Sage weed (Salvia plebeia) extract antagonizes foam cell formation and promotes cholesterol efflux in murine macrophages

Abstract

Lipid-laden peripheral tissue cells release cholesterol to an extracellular acceptor such as high-density lipoprotein (HDL). Foam cells are formed at the first stage of atherosclerosis development. This study investigated whether sage weed (Salvia plebeia) extract (SWE) influences cholesterol handling of J774A1 murine macrophages. A murine macrophage cell line, J774A1, was used in this study. Oxidized low-density lipoproteins (LDL) treatment was used for foam cell formation, which was confirmed using Oil red O staining. The oxidized LDL uptake and cholesterol efflux from lipid-laden foam cell-associated proteins were detected by western blot analysis. Also, transcriptional levels of these associated genes were examined using reverse transcription-PCR. Also, cholesterol efflux was measured using NBD-cholesterol efflux assay. Non-toxic SWE at ≥10 µg/ml attenuated scavenger receptor (SR)-B1 expression of macrophages induced by oxidized LDL for 6 h, which was achieved at its transcriptional levels.
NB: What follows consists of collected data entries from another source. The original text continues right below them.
/// All matchable domains, in tie-break order.
pub static CATALOG: &[DomainProfile] = &[
    DomainProfile {
        name: "movie",
        keywords: &["movie", "film", "cinema", "video"],
        suggested_data_sources: &["OMDb API", "TMDb API", "MovieDB"],
        core_features: &["search", "details", "favorites", "ratings", "reviews"],
        data_models: &["Movie", "Search", "Favorite"],
        target_users: &["casual viewers", "film enthusiasts", "researchers"],
        problem_context: "Users are overwhelmed by fragmented movie information across multiple streaming platforms and websites, with poor mobile experiences and no simple way to save movies for later.",
        pain_points: &[
            "Many movie websites are cluttered with ads, slow to load, or require registration",
            "Mobile experiences are often poor with difficult navigation and tiny text",
            "Users lose track of movies they want to watch because there's no simple way to bookmark them",
            "Information is scattered across multiple sites and platforms",
        ],
        competing_solutions: &[
            CompetingSolution { name: "IMDb App", pros: "Comprehensive data", cons: "Requires login, ad-heavy, slow" },
            CompetingSolution { name: "Just Watch", pros: "Clean UI", cons: "Requires account for favorites" },
            CompetingSolution { name: "Google Search", pros: "Fast, no registration", cons: "No favorites or organization" },
        ],
    },
    DomainProfile {
        name: "recipe",
        keywords: &["recipe", "food", "cooking", "meal"],
        suggested_data_sources: &["Spoonacular API", "Edamam API", "TheMealDB"],
        core_features: &["search recipes", "ingredients", "favorites", "nutrition", "instructions"],
        data_models: &["Recipe", "Ingredient", "Nutrition"],
        target_users: &["home cooks", "food enthusiasts", "meal planners"],
        problem_context: "Home cooks struggle to find reliable recipes quickly, with information scattered across blogs with ads, pop-ups, and long backstories before the actual recipe.",
        pain_points: &[
            "Recipe websites have excessive ads and pop-ups before showing the actual recipe",
            "Long personal stories and backstories before the recipe content",
            "Inconsistent formatting makes it hard to follow instructions",
            "No simple way to save favorite recipes without creating accounts",
        ],
        competing_solutions: &[
            CompetingSolution { name: "AllRecipes", pros: "Large database", cons: "Cluttered with ads, slow mobile" },
            CompetingSolution { name: "Food blogs", pros: "Detailed content", cons: "Long intros, inconsistent format" },
            CompetingSolution { name: "Pinterest", pros: "Visual discovery", cons: "Links often broken, requires account" },
        ],
    },
    DomainProfile {
        name: "weather",
        keywords: &["weather", "forecast", "temperature", "climate"],
        suggested_data_sources: &["OpenWeather API", "WeatherAPI", "AccuWeather"],
        core_features: &["current weather", "forecast", "location search", "favorites", "alerts"],
        data_models: &["Weather", "Forecast", "Location"],
        target_users: &["travelers", "outdoor enthusiasts", "general public"],
        problem_context: "Users need quick, accurate weather information without downloading heavy apps or navigating ad-filled websites.",
        pain_points: &[
            "Weather apps are often heavy and slow to load",
            "Excessive notifications and permission requests",
            "Ad-heavy interfaces clutter the important information",
            "Complicated interfaces for simple weather queries",
        ],
        competing_solutions: &[
            CompetingSolution { name: "Weather.com", pros: "Accurate data", cons: "Ad-heavy, cluttered interface" },
            CompetingSolution { name: "Native weather apps", pros: "Pre-installed", cons: "Basic features, limited data" },
            CompetingSolution { name: "Weather Channel app", pros: "Detailed forecasts", cons: "Heavy app, notifications" },
        ],
    },
    DomainProfile {
        name: "music",
        keywords: &["music", "song", "artist", "album", "playlist"],
        suggested_data_sources: &["Spotify API", "Last.fm API", "iTunes API"],
        core_features: &["search tracks", "artist info", "playlists", "favorites", "recommendations"],
        data_models: &["Track", "Artist", "Album", "Playlist"],
        target_users: &["music lovers", "collectors", "casual listeners"],
        problem_context: "Music lovers want to discover and organize their favorite tracks without the complexity of full streaming services.",
        pain_points: &[
            "Full streaming services are too complex for casual listening",
            "Difficulty discovering new music without algorithm recommendations",
            "No simple way to organize favorite tracks",
            "Heavy apps consume device storage",
        ],
        competing_solutions: &[
            CompetingSolution { name: "Spotify", pros: "Huge catalog", cons: "Complex interface, requires account" },
            CompetingSolution { name: "Last.fm", pros: "Listening history", cons: "Dated, slow interface" },
            CompetingSolution { name: "Manual playlists", pros: "Full control", cons: "Time-consuming, error-prone" },
        ],
    },
    DomainProfile {
        name: "book",
        keywords: &["book", "library", "reading", "literature"],
        suggested_data_sources: &["Google Books API", "Open Library API", "GoodReads"],
        core_features: &["search books", "details", "favorites", "reading list", "reviews"],
        data_models: &["Book", "Author", "Review"],
        target_users: &["readers", "students", "book clubs"],
        problem_context: "Readers need a simple way to discover, track, and organize books they want to read without creating complex accounts.",
        pain_points: &[
            "Book discovery platforms require complex account setup",
            "Reading lists are often locked behind paywalls",
            "Information scattered across multiple book databases",
            "Difficult to track reading progress across devices",
        ],
        competing_solutions: &[
            CompetingSolution { name: "Goodreads", pros: "Large community", cons: "Requires login, ad-heavy" },
            CompetingSolution { name: "Library catalogs", pros: "Free access", cons: "Complex search, slow" },
            CompetingSolution { name: "Spreadsheets", pros: "Flexible", cons: "Time-consuming, error-prone" },
        ],
    },
    DomainProfile {
        name: "fitness",
        keywords: &["fitness", "exercise", "workout", "health", "gym"],
        suggested_data_sources: &["ExerciseDB API", "Nutritionix API", "Wger API"],
        core_features: &["exercise library", "workout plans", "tracking", "goals", "progress"],
        data_models: &["Exercise", "Workout", "Progress"],
        target_users: &["fitness enthusiasts", "beginners", "trainers"],
        problem_context: "Fitness enthusiasts lack simple tools to track workouts and progress without expensive subscriptions or complex apps.",
        pain_points: &[
            "Fitness apps require expensive subscriptions",
            "Complex interfaces overwhelming for beginners",
            "Privacy concerns with health data tracking",
            "No simple way to log workouts without extensive setup",
        ],
        competing_solutions: &[
            CompetingSolution { name: "MyFitnessPal", pros: "Detailed tracking", cons: "Expensive premium tier, ad-heavy" },
            CompetingSolution { name: "Gym apps", pros: "Guided programs", cons: "Complex setup, requires account" },
            CompetingSolution { name: "Paper logs", pros: "Simple", cons: "Time-consuming, error-prone" },
        ],
    },
    DomainProfile {
        name: "budget",
        keywords: &["budget", "expense", "finance", "money", "spending"],
        suggested_data_sources: &[NO_EXTERNAL_SOURCE, "Plaid API (optional)"],
        core_features: &["add transactions", "categories", "charts", "budget limits", "export"],
        data_models: &["Transaction", "Category", "Budget"],
        target_users: &["budget-conscious users", "students", "families"],
        problem_context: "People need straightforward expense tracking without linking bank accounts or complex financial software.",
        pain_points: &[
            "Finance apps require linking bank accounts (privacy concerns)",
            "Complex features overwhelming for simple expense tracking",
            "Subscription fees for basic budgeting tools",
            "Difficult to get started without financial expertise",
        ],
        competing_solutions: &[
            CompetingSolution { name: "Mint", pros: "Automatic imports", cons: "Requires login, bank linking" },
            CompetingSolution { name: "YNAB", pros: "Proven method", cons: "Expensive subscription" },
            CompetingSolution { name: "Spreadsheets", pros: "Flexible", cons: "Time-consuming, error-prone" },
        ],
    },
    DomainProfile {
        name: "todo",
        keywords: &["todo", "task", "checklist", "productivity"],
        suggested_data_sources: &[NO_EXTERNAL_SOURCE],
        core_features: &["add tasks", "categories", "due dates", "priorities", "filters"],
        data_models: &["Task", "Category", "Tag"],
        target_users: &["professionals", "students", "busy individuals"],
        problem_context: "Users need simple task management without the overhead of enterprise project management tools.",
        pain_points: &[
            "Project management tools are too complex for personal tasks",
            "Excessive features create overwhelming interfaces",
            "Syncing issues across devices",
            "Requires account creation for simple task lists",
        ],
        competing_solutions: &[
            CompetingSolution { name: "Jira", pros: "Powerful workflows", cons: "Complex, built for teams" },
            CompetingSolution { name: "Todoist", pros: "Polished apps", cons: "Requires account, paid features" },
            CompetingSolution { name: "Sticky notes", pros: "Simple", cons: "Easy to lose, no reminders" },
        ],
    },
];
Consistently, SWE suppressed oxidized LDL-stimulated cellular lipid accumulation and foam cell formation due to downregulated SR-B1. SWE upregulated the protein expression and mRNA levels of ATP-binding cassette transporter A1 (ABCA1) and ATP-binding cassette transporter G1 (ABCG1) in lipid-laden foam cells, both responsible for cholesterol efflux. In addition, SWE promoted apolipoprotein E (apoE) secretion from oxidized LDL-induced foam cells. Cholesterol efflux was enhanced by ≥10 µg/ml SWE most likely through the induction of ABCA1 and ABCG1 and the secretion of apoE. Although 10 µM homoplantaginin, a compound mainly present in sage weeds, did not influence cellular expression of ABCA1 and ABCG1, it suppressed oxidized LDL-enhanced SR-B1 induction and foam cell formation. These results demonstrate that SWE antagonized oxidized LDL uptake and promoted cholesterol efflux in lipid-laden macrophages. Therefore, SWE may serve as a protective therapeutic agent against the development of atherosclerosis.